- PROMPT: Please return each of the entries below exactly as they appear.

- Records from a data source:
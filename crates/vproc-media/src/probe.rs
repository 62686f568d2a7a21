//! FFprobe metadata extraction.

use serde::Deserialize;
use std::ffi::OsString;
use std::path::Path;
use tracing::debug;

use vproc_models::{aspect_ratio_label, VideoMetadata};

use crate::command::{check_binary, FfmpegRunner};
use crate::error::{MediaError, MediaResult};

/// FFprobe JSON output format.
#[derive(Debug, Deserialize)]
struct FfprobeOutput {
    #[serde(default)]
    format: FfprobeFormat,
    #[serde(default)]
    streams: Vec<FfprobeStream>,
}

#[derive(Debug, Default, Deserialize)]
struct FfprobeFormat {
    duration: Option<String>,
    size: Option<String>,
    bit_rate: Option<String>,
}

#[derive(Debug, Deserialize)]
struct FfprobeStream {
    codec_type: Option<String>,
    codec_name: Option<String>,
    width: Option<u32>,
    height: Option<u32>,
    r_frame_rate: Option<String>,
    avg_frame_rate: Option<String>,
    bit_rate: Option<String>,
    channels: Option<u32>,
    duration: Option<String>,
}

impl FfprobeStream {
    fn is(&self, kind: &str) -> bool {
        self.codec_type.as_deref() == Some(kind)
    }
}

/// Probe a video file with `ffprobe` at `ffprobe_path`.
///
/// The probe runs under `runner`'s cancellation signal and timeout.
pub async fn probe_video(
    runner: &FfmpegRunner,
    ffprobe_path: &Path,
    path: impl AsRef<Path>,
) -> MediaResult<VideoMetadata> {
    let path = path.as_ref();

    if !path.exists() {
        return Err(MediaError::FileNotFound(path.to_path_buf()));
    }

    let ffprobe = check_binary(ffprobe_path)
        .map_err(|_| MediaError::FfprobeNotFound(ffprobe_path.to_path_buf()))?;

    let mut args: Vec<OsString> = [
        "-v",
        "error",
        "-print_format",
        "json",
        "-show_format",
        "-show_streams",
    ]
    .into_iter()
    .map(OsString::from)
    .collect();
    args.push(path.as_os_str().to_os_string());

    let output = runner.capture(&ffprobe, &args).await?;

    if !output.status.success() {
        return Err(MediaError::ffprobe_failed(
            format!("FFprobe exited with {}", output.status),
            Some(String::from_utf8_lossy(&output.stderr).trim().to_string()),
        ));
    }

    let file_size = tokio::fs::metadata(path).await?.len();
    let metadata = parse_probe_output(&output.stdout, file_size)
        .map_err(|e| match e {
            MediaError::NoVideoStream(_) => MediaError::NoVideoStream(path.to_path_buf()),
            other => other,
        })?;

    debug!(
        path = %path.display(),
        duration = metadata.duration,
        resolution = %metadata.resolution(),
        codec = %metadata.video_codec,
        "Probed video"
    );

    Ok(metadata)
}

/// Build [`VideoMetadata`] from `ffprobe -print_format json` output.
///
/// `file_size` is used when the container does not report a size.
pub fn parse_probe_output(stdout: &[u8], file_size: u64) -> MediaResult<VideoMetadata> {
    let probe: FfprobeOutput = serde_json::from_slice(stdout)?;

    let video = probe
        .streams
        .iter()
        .find(|s| s.is("video"))
        .ok_or_else(|| MediaError::NoVideoStream(Default::default()))?;
    let audio = probe.streams.iter().find(|s| s.is("audio"));

    let width = video.width.unwrap_or(0);
    let height = video.height.unwrap_or(0);
    if width == 0 || height == 0 {
        return Err(MediaError::InvalidVideo(
            "video stream has no dimensions".to_string(),
        ));
    }

    let duration = parse_number::<f64>(&probe.format.duration)
        .or_else(|| parse_number(&video.duration))
        .unwrap_or(0.0);

    let container_bitrate = parse_number::<u64>(&probe.format.bit_rate).unwrap_or(0);
    let audio_bitrate = audio
        .and_then(|a| parse_number::<u64>(&a.bit_rate))
        .unwrap_or(0);
    // Some containers (e.g. MKV, WebM) only report the overall bitrate.
    let video_bitrate = parse_number::<u64>(&video.bit_rate)
        .unwrap_or_else(|| container_bitrate.saturating_sub(audio_bitrate));

    let frame_rate = video
        .avg_frame_rate
        .as_deref()
        .and_then(parse_frame_rate)
        .or_else(|| video.r_frame_rate.as_deref().and_then(parse_frame_rate))
        .unwrap_or(0.0);

    Ok(VideoMetadata {
        duration,
        width,
        height,
        aspect_ratio: aspect_ratio_label(width, height),
        frame_rate,
        video_codec: video.codec_name.clone().unwrap_or_default(),
        video_bitrate,
        audio_codec: audio.and_then(|a| a.codec_name.clone()),
        audio_bitrate,
        audio_channels: audio.and_then(|a| a.channels).unwrap_or(0),
        file_size: parse_number::<u64>(&probe.format.size).unwrap_or(file_size),
    })
}

fn parse_number<T: std::str::FromStr>(value: &Option<String>) -> Option<T> {
    value.as_deref().and_then(|v| v.trim().parse().ok())
}

/// Parse frame rate string (e.g., "30/1" or "29.97").
fn parse_frame_rate(s: &str) -> Option<f64> {
    if let Some((num, den)) = s.split_once('/') {
        let num: f64 = num.parse().ok()?;
        let den: f64 = den.parse().ok()?;
        return (den > 0.0).then(|| num / den);
    }
    s.parse().ok()
}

- EXPECTED ANSWER:
filename crates/vproc-media/src/probe.rs
repository 62686f568d2a7a21
//! FFprobe metadata extraction.

use serde::Deserialize;
use std::ffi::OsString;
use std::path::Path;
use tracing::debug;

use vproc_models::{aspect_ratio_label, VideoMetadata};

use crate::command::{check_binary, FfmpegRunner};
use crate::error::{MediaError, MediaResult};

/// FFprobe JSON output format.
#[derive(Debug, Deserialize)]
struct FfprobeOutput {
    #[serde(default)]
    format: FfprobeFormat,
    #[serde(default)]
    streams: Vec<FfprobeStream>,
}

#[derive(Debug, Default, Deserialize)]
struct FfprobeFormat {
    duration: Option<String>,
    size: Option<String>,
    bit_rate: Option<String>,
}

#[derive(Debug, Deserialize)]
struct FfprobeStream {
    codec_type: Option<String>,
    codec_name: Option<String>,
    width: Option<u32>,
    height: Option<u32>,
    r_frame_rate: Option<String>,
    avg_frame_rate: Option<String>,
    bit_rate: Option<String>,
    channels: Option<u32>,
    duration: Option<String>,
}

impl FfprobeStream {
    fn is(&self, kind: &str) -> bool {
        self.codec_type.as_deref() == Some(kind)
    }
}

/// Probe a video file with `ffprobe` at `ffprobe_path`.
///
/// The probe runs under `runner`'s cancellation signal and timeout.
pub async fn probe_video(
    runner: &FfmpegRunner,
    ffprobe_path: &Path,
    path: impl AsRef<Path>,
) -> MediaResult<VideoMetadata> {
    let path = path.as_ref();

    if !path.exists() {
        return Err(MediaError::FileNotFound(path.to_path_buf()));
    }

    let ffprobe = check_binary(ffprobe_path)
        .map_err(|_| MediaError::FfprobeNotFound(ffprobe_path.to_path_buf()))?;

    let mut args: Vec<OsString> = [
        "-v",
        "error",
        "-print_format",
        "json",
        "-show_format",
        "-show_streams",
    ]
    .into_iter()
    .map(OsString::from)
    .collect();
    args.push(path.as_os_str().to_os_string());

    let output = runner.capture(&ffprobe, &args).await?;

    if !output.status.success() {
        return Err(MediaError::ffprobe_failed(
            format!("FFprobe exited with {}", output.status),
            Some(String::from_utf8_lossy(&output.stderr).trim().to_string()),
        ));
    }

    let file_size = tokio::fs::metadata(path).await?.len();
    let metadata = parse_probe_output(&output.stdout, file_size)
        .map_err(|e| match e {
            MediaError::NoVideoStream(_) => MediaError::NoVideoStream(path.to_path_buf()),
            other => other,
        })?;

    debug!(
        path = %path.display(),
        duration = metadata.duration,
        resolution = %metadata.resolution(),
        codec = %metadata.video_codec,
        "Probed video"
    );

    Ok(metadata)
}

/// Build [`VideoMetadata`] from `ffprobe -print_format json` output.
///
/// `file_size` is used when the container does not report a size.
pub fn parse_probe_output(stdout: &[u8], file_size: u64) -> MediaResult<VideoMetadata> {
    let probe: FfprobeOutput = serde_json::from_slice(stdout)?;

    let video = probe
        .streams
        .iter()
        .find(|s| s.is("video"))
        .ok_or_else(|| MediaError::NoVideoStream(Default::default()))?;
    let audio = probe.streams.iter().find(|s| s.is("audio"));

    let width = video.width.unwrap_or(0);
    let height = video.height.unwrap_or(0);
    if width == 0 || height == 0 {
        return Err(MediaError::InvalidVideo(
            "video stream has no dimensions".to_string(),
        ));
    }

    let duration = parse_number::<f64>(&probe.format.duration)
        .or_else(|| parse_number(&video.duration))
        .unwrap_or(0.0);

    let container_bitrate = parse_number::<u64>(&probe.format.bit_rate).unwrap_or(0);
    let audio_bitrate = audio
        .and_then(|a| parse_number::<u64>(&a.bit_rate))
        .unwrap_or(0);
    // Some containers (e.g. MKV, WebM) only report the overall bitrate.
    let video_bitrate = parse_number::<u64>(&video.bit_rate)
        .unwrap_or_else(|| container_bitrate.saturating_sub(audio_bitrate));

    let frame_rate = video
        .avg_frame_rate
        .as_deref()
        .and_then(parse_frame_rate)
        .or_else(|| video.r_frame_rate.as_deref().and_then(parse_frame_rate))
        .unwrap_or(0.0);

    Ok(VideoMetadata {
        duration,
        width,
        height,
        aspect_ratio: aspect_ratio_label(width, height),
        frame_rate,
        video_codec: video.codec_name.clone().unwrap_or_default(),
        video_bitrate,
        audio_codec: audio.and_then(|a| a.codec_name.clone()),
        audio_bitrate,
        audio_channels: audio.and_then(|a| a.channels).unwrap_or(0),
        file_size: parse_number::<u64>(&probe.format.size).unwrap_or(file_size),
    })
}

fn parse_number<T: std::str::FromStr>(value: &Option<String>) -> Option<T> {
    value.as_deref().and_then(|v| v.trim().parse().ok())
}

/// Parse frame rate string (e.g., "30/1" or "29.97").
fn parse_frame_rate(s: &str) -> Option<f64> {
    if let Some((num, den)) = s.split_once('/') {
        let num: f64 = num.parse().ok()?;
        let den: f64 = den.parse().ok()?;
        return (den > 0.0).then(|| num / den);
    }
    s.parse().ok()
}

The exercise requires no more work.